I do robotics research at a major University. I developed a unsecure robot behind a firewall a few months ago. There was a lightweight TCP server (with root access... oops!) for handling sockets for remote control, that I forgot to protect. It took 30 minutes to have the server owned when I dropped the firewall.
@someguy7234
This is why engineers should leave the software to computer scientists. It's for the same reason computer scientists leave the engineering to the engineers; it's not that one can't do the others job (they very likely could), it's that they've been trained to remember to do certain things that non-CS people may overlook or never even think of. Note I said computer scientists, not programmers. That's another problem nowadays, but I digress.
@someguy7234
You assume that they also have control of the satellite and what system it employs, hell perhaps the maker of the drone has no access to the damn software at all, boeing is a commercial company and not secure so they probably have to face some walls because of that.

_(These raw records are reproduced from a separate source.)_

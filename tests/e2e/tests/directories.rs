//! chdir, getcwd and mkdir scenarios.

use kproc::Errno;
use kproc_e2e::{fixtures, Harness, Recorder};
use storage::OpenFlags;

#[test]
fn test_working_directory() {
    let harness = Harness::new();
    let seen = Recorder::new();
    let rec = seen.clone();
    harness.install("/bin/cd", move |env| {
        rec.push(env.getcwd());
        rec.push(env.mkdir("/tmp", 0o755).map(|_| String::new()));
        rec.push(env.chdir("/tmp").map(|_| String::new()));
        rec.push(env.getcwd());
        rec.push(env.mkdir("sub", 0o755).map(|_| String::new()));
        rec.push(env.chdir("sub").map(|_| String::new()));
        rec.push(env.getcwd());
        rec.push(env.chdir("..").map(|_| String::new()));
        rec.push(env.getcwd());
        0
    });

    harness.run("/bin/cd", &[]).unwrap();
    let ok = |s: &str| -> Result<String, Errno> { Ok(String::from(s)) };
    assert_eq!(
        seen.snapshot(),
        vec![ok("/"), ok(""), ok(""), ok("/tmp"), ok(""), ok(""), ok("/tmp/sub"), ok(""), ok("/tmp")]
    );
}

#[test]
fn test_relative_paths_follow_cwd() {
    let harness = Harness::new();
    harness.host.fs.create_dir_all("/home/user").unwrap();
    fixtures::install_exit(&harness);
    harness.install("/bin/rel", |env| {
        if env.chdir("/home/user").is_err() {
            return 1;
        }
        let Ok(fd) = env.open("notes", OpenFlags::WRONLY | OpenFlags::CREAT, 0o644) else {
            return 2;
        };
        if env.write(fd, b"relative").is_err() {
            return 3;
        }
        let e = env.execv("../../bin/exit", &["exit", "9"]);
        100 + e.code()
    });

    assert_eq!(harness.run("/bin/rel", &[]).unwrap().code(), Some(9));
    assert_eq!(harness.host.fs.read_file("/home/user/notes").unwrap(), b"relative");
}

#[test]
fn test_directory_errors() {
    let harness = Harness::new();
    harness.host.fs.create_file("/plain", b"", 0o644).unwrap();
    let seen = Recorder::new();
    let rec = seen.clone();
    harness.install("/bin/bad", move |env| {
        rec.push(env.chdir("/missing"));
        rec.push(env.chdir("/plain"));
        rec.push(env.chdir("/bin//"));
        rec.push(env.mkdir("/plain", 0o755));
        rec.push(env.mkdir("/missing/child", 0o755));
        rec.push(env.mkdir("/bin", 0o755));
        0
    });

    harness.run("/bin/bad", &[]).unwrap();
    assert_eq!(
        seen.snapshot(),
        vec![
            Err(Errno::ENOENT),
            Err(Errno::ENOTDIR),
            Err(Errno::EINVAL),
            Err(Errno::EEXIST),
            Err(Errno::ENOENT),
            Err(Errno::EEXIST),
        ]
    );
}

#[test]
fn test_getcwd_buffer_checks() {
    let harness = Harness::new();
    let seen = Recorder::new();
    let rec = seen.clone();
    harness.install("/bin/pwd", move |env| {
        let nr = kproc::syscall::SyscallNumber::Getcwd as u64;
        let _ = env.mkdir("/abc", 0o755);
        let _ = env.chdir("/abc");
        let buf = env.stack_pointer().addr() - 64;
        rec.push(env.raw_syscall(nr, [buf, 0, 0, 0, 0, 0]));
        rec.push(env.raw_syscall(nr, [buf, 2, 0, 0, 0, 0]));
        rec.push(env.raw_syscall(nr, [0, 16, 0, 0, 0, 0]));
        rec.push(env.raw_syscall(nr, [buf, 4, 0, 0, 0, 0]));
        0
    });

    harness.run("/bin/pwd", &[]).unwrap();
    assert_eq!(
        seen.snapshot(),
        vec![Err(Errno::EINVAL), Err(Errno::ERANGE), Err(Errno::EFAULT), Ok(4)]
    );
}

#[test]
fn test_forked_child_inherits_cwd() {
    let harness = Harness::new();
    let seen = Recorder::new();
    let rec = seen.clone();
    harness.install("/bin/inherit", move |env| {
        let _ = env.mkdir("/work", 0o755);
        let _ = env.chdir("/work");
        let rec = rec.clone();
        let Ok(child) = env.fork(move |env| {
            rec.push(env.getcwd().unwrap_or_default());
            let _ = env.chdir("/");
            0
        }) else {
            return 1;
        };
        let _ = env.waitpid(child, kproc::process::WaitOptions::empty());
        match env.getcwd() {
            Ok(cwd) if cwd == "/work" => 0,
            _ => 2,
        }
    });

    assert_eq!(harness.run("/bin/inherit", &[]).unwrap().code(), Some(0));
    assert_eq!(seen.snapshot(), vec![String::from("/work")]);
}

@r3loaded Kinda reminds me of airport security...
@Xenoterranos You really think that Boeing doesn't employ CSs in their weapon's divisions?
@someguy7234 Actually it's General Atomics that makes the Predators.....i know this because I work for General Atomics (not in the division that makes the Predators, though)
@TheAngryIntern - Grrrreat. I want a guy named "TheAngryIntern" working for a company that makes a remote-controlled stealth plane to bomb people. Anyone else this that this, too, is a bad idea?
BTW, ;)
@TheAngryIntern You should get on firewalling and encrypting that crap. Send your supervisors a link to SSH.
@Xenoterranos
Whatever man. CS, CE, EE is no matter here. The network is 10 years old. I assume the Predators are no older than that as well. Encryption schemes existed 10 years ago I'm fairly certain ;) If the govt didn't pay for or specify encryption, then you aren't spending the time, money and resources to implement it. Period.